Zayne: Zayne has a younger sister by about 2 years named Eviana who is just polar opposite of Zayne. Where he's sorta quiet and serious all the time Eviana is loud and high energy. You met Zayne and Eviana at the same time when you were kids. Eviana immediately called dibs on you as her best friend and would not let Zayne hang out with you two and whenever you did hang out with Zayne she was constantly blocking him from you. Then they moved away and you didn't see them again until you were adults. Eviana was the first to reach out and you got reacquainted with Zayne sorta through her and shortly after started dating him which kind annoyed Eviana. But in that way that your friend says she thinks your brother is hot and you look at him and see just an annoying creature.
"You're in love with my brother?"
"Yes."
"Really?
"Yes."
"Are you sure?"
"She's sure, Evi."
"No one's talking to you, best friend stealer!"
Xavier: Xavier and his sister are actually twins, his sister's name is Izarra. Now you met Izarra way before you met Xavier. You two went to the same university and met in class, became quick friends, you were also co-workers at this part time job at a little on campus cafe. She's a lot more bubbly and extroverted compared to Xavier. You knew that Izarra had a twin brother but you didn't really ever see pictures of him so you didn't know what he would look like outside of being a male version of Izarra. So when you met Xavier and started dating it wasn't until Izarra was trying to make birthday plans with you that you realized the boyfriend you had been telling her about is also her twin brother.
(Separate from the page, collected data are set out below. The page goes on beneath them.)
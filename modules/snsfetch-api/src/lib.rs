use std::sync::Arc;

use axum::{routing::get, Router};
use snsfetch_accounts::AccountResolver;

pub mod posts;
pub mod rest;

use posts::PostStore;

pub struct AppState {
    pub resolver: AccountResolver,
    pub posts: PostStore,
}

impl AppState {
    pub fn new(resolver: AccountResolver) -> Self {
        Self {
            resolver,
            posts: PostStore::new(),
        }
    }
}

pub fn build_router(state: Arc<AppState>) -> Router {
    Router::new()
        .route("/", get(rest::api_root))
        .route("/health", get(rest::api_health))
        // Account lookup
        .route("/account", get(rest::api_account))
        // Post CRUD (in-memory)
        .route("/posts", get(rest::posts::api_posts).post(rest::posts::api_create_post))
        .route(
            "/posts/{id}",
            get(rest::posts::api_post_detail)
                .put(rest::posts::api_update_post)
                .delete(rest::posts::api_delete_post),
        )
        .with_state(state)
        // CORS
        .layer(
            tower_http::cors::CorsLayer::new()
                .allow_origin(tower_http::cors::Any)
                .allow_methods(tower_http::cors::Any)
                .allow_headers(tower_http::cors::Any),
        )
        // Logging layer: method + path only (account ids stay out of the span)
        .layer(
            tower_http::trace::TraceLayer::new_for_http().make_span_with(
                |request: &axum::http::Request<_>| {
                    tracing::info_span!(
                        "http_request",
                        method = %request.method(),
                        path = %request.uri().path(),
                    )
                },
            ),
        )
}
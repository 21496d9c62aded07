use thiserror::Error;

pub type Result<T> = std::result::Result<T, YouTubeApiError>;

#[derive(Debug, Error)]
pub enum YouTubeApiError {
    #[error("Network error: {0}")]
    Network(String),

    #[error("Request timed out: {0}")]
    Timeout(String),

    #[error("API error (status {status}): {message}")]
    Api { status: u16, message: String },

    #[error("Parse error: {0}")]
    Parse(String),
}

impl From<reqwest::Error> for YouTubeApiError {
    fn from(err: reqwest::Error) -> Self {
        if err.is_timeout() {
            YouTubeApiError::Timeout(err.to_string())
        } else {
            YouTubeApiError::Network(err.to_string())
        }
    }
}

impl From<serde_json::Error> for YouTubeApiError {
    fn from(err: serde_json::Error) -> Self {
        YouTubeApiError::Parse(err.to_string())
    }
}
"What do you think of going to a club for my birthday?"
"Sounds fun! Wait, your birthday is the 16th, right?"
"Yeah. Why?"
"Dang it. That's my boyfriend's birthday too!"
"You're kidding. You know I've never actually met this super hot boyfriend of yours now that I think about it."
"Oh right, here's a picture of him. His name is Xavier."
"...that's my brother."
"What?!"
Rafayel: Rafayel has an older sister named Damita who is a lot like him, has a lot of sass to her, a bit dramatic, but is more mature in that way being the eldest sibling/sister makes you. You met Damita before Rafayel when she stepped in to scare off a creepy guy hitting on you at the bar. Damita actually introduced you to Rafayel because she thought you two would get along really well. Despite introducing you two and being happy that you are dating she likes ragging on Rafayel and finds it hilarious when she ends up cockblocking him.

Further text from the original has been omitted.